In September 2024, locomotive 99002 was displayed by GBRf at Innotrans 2024 in Berlin. Locomotive 99001 underwent testing at the Velim test centre in the Czech Republic from January 2025. The first two units arrived in the UK on 10 June 2025 at the port of Bristol and underwent further testing in Leicester.

All 30 locomotives were initially expected to be in service by June 2026, however this was slightly delayed due to flooding in Valencia affecting Stadler's factory in October 2024.

The first two units were delivered to GB Railfreight in July 2025. The Class 99 was approved for service in the UK by the ORR in October 2025.
As of May 2026, seven locomotives had been delivered and driver training was taking place.

The first commercial service took place on 28 July 2026 from London Gateway to Hams Hall Rail Freight Terminal.

==Specification==
The 75 mph locomotive has a maximum tractive effort of 500 kN, and a power rating of 6170 kW in electric mode. These figures exceed those of the diesel-powered British Rail Class 66.

It is fitted with the AWS and TPWS safety systems, and is planned to be fitted with ETCS. It has cameras providing views of the pantographs, shunting zones and the front of the locomotive.

===Diesel performance===
The Class 99 locomotive has a 16-cylinder 1790 kW Cummins QSK50 engine installed, which meets Stage 5 emissions standards. The locomotives are expected to use HVO biofuels in service, and will be able to raise and lower their pantographs while moving.

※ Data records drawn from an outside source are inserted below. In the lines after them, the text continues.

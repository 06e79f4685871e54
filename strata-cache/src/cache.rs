//! Bounded in-memory cache.

use std::future::Future;
use std::hash::Hash;
use std::sync::Arc;
use std::time::Duration;

use lru::LruCache;
use parking_lot::Mutex;
use strata_core::{ConfigError, MemoryPolicy, StrataResult};

use crate::ticker::{SystemTicker, Ticker};

/// Computes the weight of an entry.
pub type Weigher<K, V> = Arc<dyn Fn(&K, &V) -> u64 + Send + Sync>;

/// A cached value with its bookkeeping.
#[derive(Debug, Clone)]
pub struct CacheEntry<V> {
    pub value: V,
    pub weight: u64,
    pub write_time: Duration,
    pub access_time: Duration,
}

/// Capacity bound of a cache.
#[derive(Debug, Clone, Copy, PartialEq, Eq)]
pub enum Capacity {
    Unbounded,
    MaxSize(u64),
    MaxWeight(u64),
}

/// Statistics about cache usage.
#[derive(Debug, Clone, Default, PartialEq, Eq)]
pub struct CacheStats {
    /// Number of cache hits.
    pub hits: u64,
    /// Number of cache misses, including expired entries.
    pub misses: u64,
    /// Number of evictions due to capacity.
    pub evictions: u64,
    /// Number of entries dropped because they expired.
    pub expirations: u64,
    /// Number of entries currently in cache.
    pub entry_count: u64,
    /// Total weight of entries currently in cache.
    pub total_weight: u64,
}

impl CacheStats {
    /// Calculate the hit rate (0.0 to 1.0).
    pub fn hit_rate(&self) -> f64 {
        let total = self.hits + self.misses;
        if total == 0 {
            0.0
        } else {
            self.hits as f64 / total as f64
        }
    }
}

struct CacheInner<K, V> {
    entries: LruCache<K, CacheEntry<V>>,
    total_weight: u64,
    stats: CacheStats,
}

/// LRU cache bounded by entry count or total weight, with optional
/// write and access expiry.
///
/// All structural state sits behind one lock. Operations never suspend
/// while holding it.
pub struct Cache<K, V> {
    inner: Mutex<CacheInner<K, V>>,
    capacity: Capacity,
    weigher: Option<Weigher<K, V>>,
    expire_after_write: Option<Duration>,
    expire_after_access: Option<Duration>,
    ticker: Arc<dyn Ticker>,
}

impl<K, V> Cache<K, V>
where
    K: Hash + Eq + Clone,
    V: Clone,
{
    pub fn builder() -> CacheBuilder<K, V> {
        CacheBuilder::new()
    }

    pub fn capacity(&self) -> Capacity {
        self.capacity
    }

    fn is_expired(&self, entry: &CacheEntry<V>, now: Duration) -> bool {
        let written_too_long_ago = self
            .expire_after_write
            .is_some_and(|ttl| now.saturating_sub(entry.write_time) >= ttl);
        let idle_too_long = self
            .expire_after_access
            .is_some_and(|ttl| now.saturating_sub(entry.access_time) >= ttl);
        written_too_long_ago || idle_too_long
    }

    fn weigh(&self, key: &K, value: &V) -> u64 {
        self.weigher.as_ref().map_or(1, |weigher| weigher(key, value))
    }

    fn over_capacity(&self, inner: &CacheInner<K, V>) -> bool {
        match self.capacity {
            Capacity::Unbounded => false,
            Capacity::MaxSize(max) => inner.entries.len() as u64 > max,
            Capacity::MaxWeight(max) => inner.total_weight > max,
        }
    }

    /// Live lookup under the lock. Promotes the entry and refreshes its
    /// access time; drops it if expired.
    fn lookup_locked(&self, inner: &mut CacheInner<K, V>, key: &K, now: Duration) -> Option<V> {
        let CacheInner {
            entries,
            total_weight,
            stats,
        } = inner;

        let expired = match entries.get_mut(key) {
            None => {
                stats.misses += 1;
                return None;
            }
            Some(entry) => {
                if !self.is_expired(entry, now) {
                    entry.access_time = now;
                    stats.hits += 1;
                    return Some(entry.value.clone());
                }
                entry.weight
            }
        };

        entries.pop(key);
        *total_weight = total_weight.saturating_sub(expired);
        stats.expirations += 1;
        stats.misses += 1;
        None
    }

    fn insert_locked(
        &self,
        inner: &mut CacheInner<K, V>,
        key: K,
        value: V,
        weight: u64,
        now: Duration,
    ) {
        let entry = CacheEntry {
            value,
            weight,
            write_time: now,
            access_time: now,
        };
        if let Some(previous) = inner.entries.put(key, entry) {
            inner.total_weight = inner.total_weight.saturating_sub(previous.weight);
        }
        inner.total_weight = inner.total_weight.saturating_add(weight);

        // May evict the entry just inserted when it alone exceeds the bound.
        while self.over_capacity(inner) {
            match inner.entries.pop_lru() {
                Some((_, evicted)) => {
                    inner.total_weight = inner.total_weight.saturating_sub(evicted.weight);
                    inner.stats.evictions += 1;
                }
                None => break,
            }
        }
    }

    pub fn get(&self, key: &K) -> Option<V> {
        let now = self.ticker.read();
        let mut inner = self.inner.lock();
        self.lookup_locked(&mut inner, key, now)
    }

    /// Returns the cached value, or computes, stores and returns it.
    ///
    /// `compute` runs under the cache lock, so concurrent callers for the
    /// same key invoke it at most once. Keep it cheap.
    pub fn get_or_put<F>(&self, key: K, compute: F) -> V
    where
        F: FnOnce() -> V,
    {
        let now = self.ticker.read();
        let mut inner = self.inner.lock();
        if let Some(value) = self.lookup_locked(&mut inner, &key, now) {
            return value;
        }
        let value = compute();
        let weight = self.weigh(&key, &value);
        self.insert_locked(&mut inner, key, value.clone(), weight, now);
        value
    }

    /// Async variant of [`get_or_put`](Self::get_or_put). The loader runs
    /// outside the lock, so concurrent misses may each invoke it; the last
    /// one to finish wins. Errors are returned without touching the cache.
    pub async fn get_or_load<F, Fut, E>(&self, key: K, load: F) -> Result<V, E>
    where
        F: FnOnce() -> Fut,
        Fut: Future<Output = Result<V, E>>,
    {
        if let Some(value) = self.get(&key) {
            return Ok(value);
        }
        let value = load().await?;
        self.put(key, value.clone());
        Ok(value)
    }

    /// Insert using the configured weigher, or weight 1.
    pub fn put(&self, key: K, value: V) {
        let weight = self.weigh(&key, &value);
        self.put_weighted(key, value, weight);
    }

    /// Insert with an explicit weight, bypassing the weigher.
    pub fn put_weighted(&self, key: K, value: V, weight: u64) {
        let now = self.ticker.read();
        let mut inner = self.inner.lock();
        self.insert_locked(&mut inner, key, value, weight, now);
    }

    pub fn invalidate(&self, key: &K) {
        let mut inner = self.inner.lock();
        if let Some(removed) = inner.entries.pop(key) {
            inner.total_weight = inner.total_weight.saturating_sub(removed.weight);
        }
    }

    pub fn invalidate_keys<'a, I>(&self, keys: I)
    where
        I: IntoIterator<Item = &'a K>,
        K: 'a,
    {
        let mut inner = self.inner.lock();
        for key in keys {
            if let Some(removed) = inner.entries.pop(key) {
                inner.total_weight = inner.total_weight.saturating_sub(removed.weight);
            }
        }
    }

    pub fn invalidate_all(&self) {
        let mut inner = self.inner.lock();
        inner.entries.clear();
        inner.total_weight = 0;
    }

    /// Number of live entries. Expired entries are purged first.
    pub fn size(&self) -> u64 {
        let now = self.ticker.read();
        let mut inner = self.inner.lock();
        self.purge_expired_locked(&mut inner, now);
        inner.entries.len() as u64
    }

    /// Total weight of live entries.
    pub fn weight(&self) -> u64 {
        let now = self.ticker.read();
        let mut inner = self.inner.lock();
        self.purge_expired_locked(&mut inner, now);
        inner.total_weight
    }

    pub fn stats(&self) -> CacheStats {
        let inner = self.inner.lock();
        CacheStats {
            entry_count: inner.entries.len() as u64,
            total_weight: inner.total_weight,
            ..inner.stats.clone()
        }
    }

    fn purge_expired_locked(&self, inner: &mut CacheInner<K, V>, now: Duration) {
        if self.expire_after_write.is_none() && self.expire_after_access.is_none() {
            return;
        }
        let expired: Vec<K> = inner
            .entries
            .iter()
            .filter(|(_, entry)| self.is_expired(entry, now))
            .map(|(key, _)| key.clone())
            .collect();
        for key in expired {
            if let Some(removed) = inner.entries.pop(&key) {
                inner.total_weight = inner.total_weight.saturating_sub(removed.weight);
                inner.stats.expirations += 1;
            }
        }
    }
}

// ============================================================================
// BUILDER
// ============================================================================

/// Builder for [`Cache`].
pub struct CacheBuilder<K, V> {
    max_size: Option<u64>,
    max_weight: Option<u64>,
    weigher: Option<Weigher<K, V>>,
    expire_after_write: Option<Duration>,
    expire_after_access: Option<Duration>,
    ticker: Option<Arc<dyn Ticker>>,
}

impl<K, V> Default for CacheBuilder<K, V> {
    fn default() -> Self {
        Self {
            max_size: None,
            max_weight: None,
            weigher: None,
            expire_after_write: None,
            expire_after_access: None,
            ticker: None,
        }
    }
}

impl<K, V> CacheBuilder<K, V>
where
    K: Hash + Eq + Clone,
    V: Clone,
{
    pub fn new() -> Self {
        Self::default()
    }

    /// Seed the builder from a memory policy. A weight bound still needs a
    /// weigher via [`weigher`](Self::weigher).
    pub fn from_policy(policy: &MemoryPolicy) -> Self {
        Self {
            max_size: policy.max_size,
            max_weight: policy.max_weight,
            expire_after_write: policy.expire_after_write,
            expire_after_access: policy.expire_after_access,
            ..Self::default()
        }
    }

    pub fn maximum_size(mut self, max_size: u64) -> Self {
        self.max_size = Some(max_size);
        self
    }

    pub fn maximum_weight<F>(mut self, max_weight: u64, weigher: F) -> Self
    where
        F: Fn(&K, &V) -> u64 + Send + Sync + 'static,
    {
        self.max_weight = Some(max_weight);
        self.weigher = Some(Arc::new(weigher));
        self
    }

    pub fn weigher(mut self, weigher: Weigher<K, V>) -> Self {
        self.weigher = Some(weigher);
        self
    }

    pub fn expire_after_write(mut self, ttl: Duration) -> Self {
        self.expire_after_write = Some(ttl);
        self
    }

    pub fn expire_after_access(mut self, ttl: Duration) -> Self {
        self.expire_after_access = Some(ttl);
        self
    }

    pub fn ticker(mut self, ticker: Arc<dyn Ticker>) -> Self {
        self.ticker = Some(ticker);
        self
    }

    pub fn build(self) -> StrataResult<Cache<K, V>> {
        let capacity = match (self.max_size, self.max_weight) {
            (Some(_), Some(_)) => {
                return Err(ConfigError::IncompatibleOptions {
                    option_a: "maximum_size".to_string(),
                    option_b: "maximum_weight".to_string(),
                }
                .into())
            }
            (Some(max), None) => Capacity::MaxSize(max),
            (None, Some(max)) => {
                if self.weigher.is_none() {
                    return Err(ConfigError::InvalidValue {
                        field: "maximum_weight".to_string(),
                        value: max.to_string(),
                        reason: "a weight bound requires a weigher".to_string(),
                    }
                    .into());
                }
                Capacity::MaxWeight(max)
            }
            (None, None) => Capacity::Unbounded,
        };

        for (field, ttl) in [
            ("expire_after_write", self.expire_after_write),
            ("expire_after_access", self.expire_after_access),
        ] {
            if ttl == Some(Duration::ZERO) {
                return Err(ConfigError::InvalidValue {
                    field: field.to_string(),
                    value: "0ms".to_string(),
                    reason: "expiry must be positive".to_string(),
                }
                .into());
            }
        }

        Ok(Cache {
            inner: Mutex::new(CacheInner {
                entries: LruCache::unbounded(),
                total_weight: 0,
                stats: CacheStats::default(),
            }),
            capacity,
            weigher: self.weigher,
            expire_after_write: self.expire_after_write,
            expire_after_access: self.expire_after_access,
            ticker: self
                .ticker
                .unwrap_or_else(|| Arc::new(SystemTicker::new())),
        })
    }
}

// ============================================================================
// TESTS
// ============================================================================
//! Crate-wide error type

/// Errors raised by the indexer, the loader, and the query processor.
///
/// A missing query term is not an error (the term is skipped); everything
/// here is fatal to the operation that raised it.
#[derive(Debug, thiserror::Error)]
pub enum Error {
    #[error("IO error: {0}")]
    Io(#[from] std::io::Error),

    #[error("{file}: {reason}")]
    Corrupt { file: &'static str, reason: String },

    #[error("unknown codec tag 0x{0:02X} in CIpostings.bin")]
    UnknownCodec(u8),

    #[error("codec buffer overflow while encoding {0} integers")]
    EncodeOverflow(usize),

    #[error("invalid query line: {0}")]
    Query(String),
}

impl Error {
    pub(crate) fn corrupt(file: &'static str, reason: impl Into<String>) -> Self {
        Error::Corrupt {
            file,
            reason: reason.into(),
        }
    }
}

pub type Result<T> = std::result::Result<T, Error>;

Peter Dearman, an expert in traction electrification,
reported in Rail Engineer in early 2023 that the Class 99 may only be able to deliver 1600 kW at the rail in diesel mode. However, this was before the first production locomotive was exhibited at InnoTrans in September 2024.

The chief executive of GBRf, John Smith, reports that the Class 99 will outperform the Class 66 at low speeds, despite having a less powerful diesel engine. The greater tractive effort means that the Class 99 on diesel power can deliver more power at the rail than the 66. The less powerful diesel engine is also not expected to change its use cases, and will be deployed on heavy haul routes and intermodal trains.

==Planned use==
The locomotives, which entered revenue-generating service in the summer of 2026, are likely to be used primarily for intermodal work on the West Coast and the Great Eastern mainlines.

In July 2025, GBRf reached an agreement with Belmond to introduce Class 99 locomotives from 2027 to haul the luxury Royal Scotsman and Britannic Explorer trains, replacing the current Class 66 fleet to improve sustainability.

They are maintained by Stadler at a new facility in Leicester.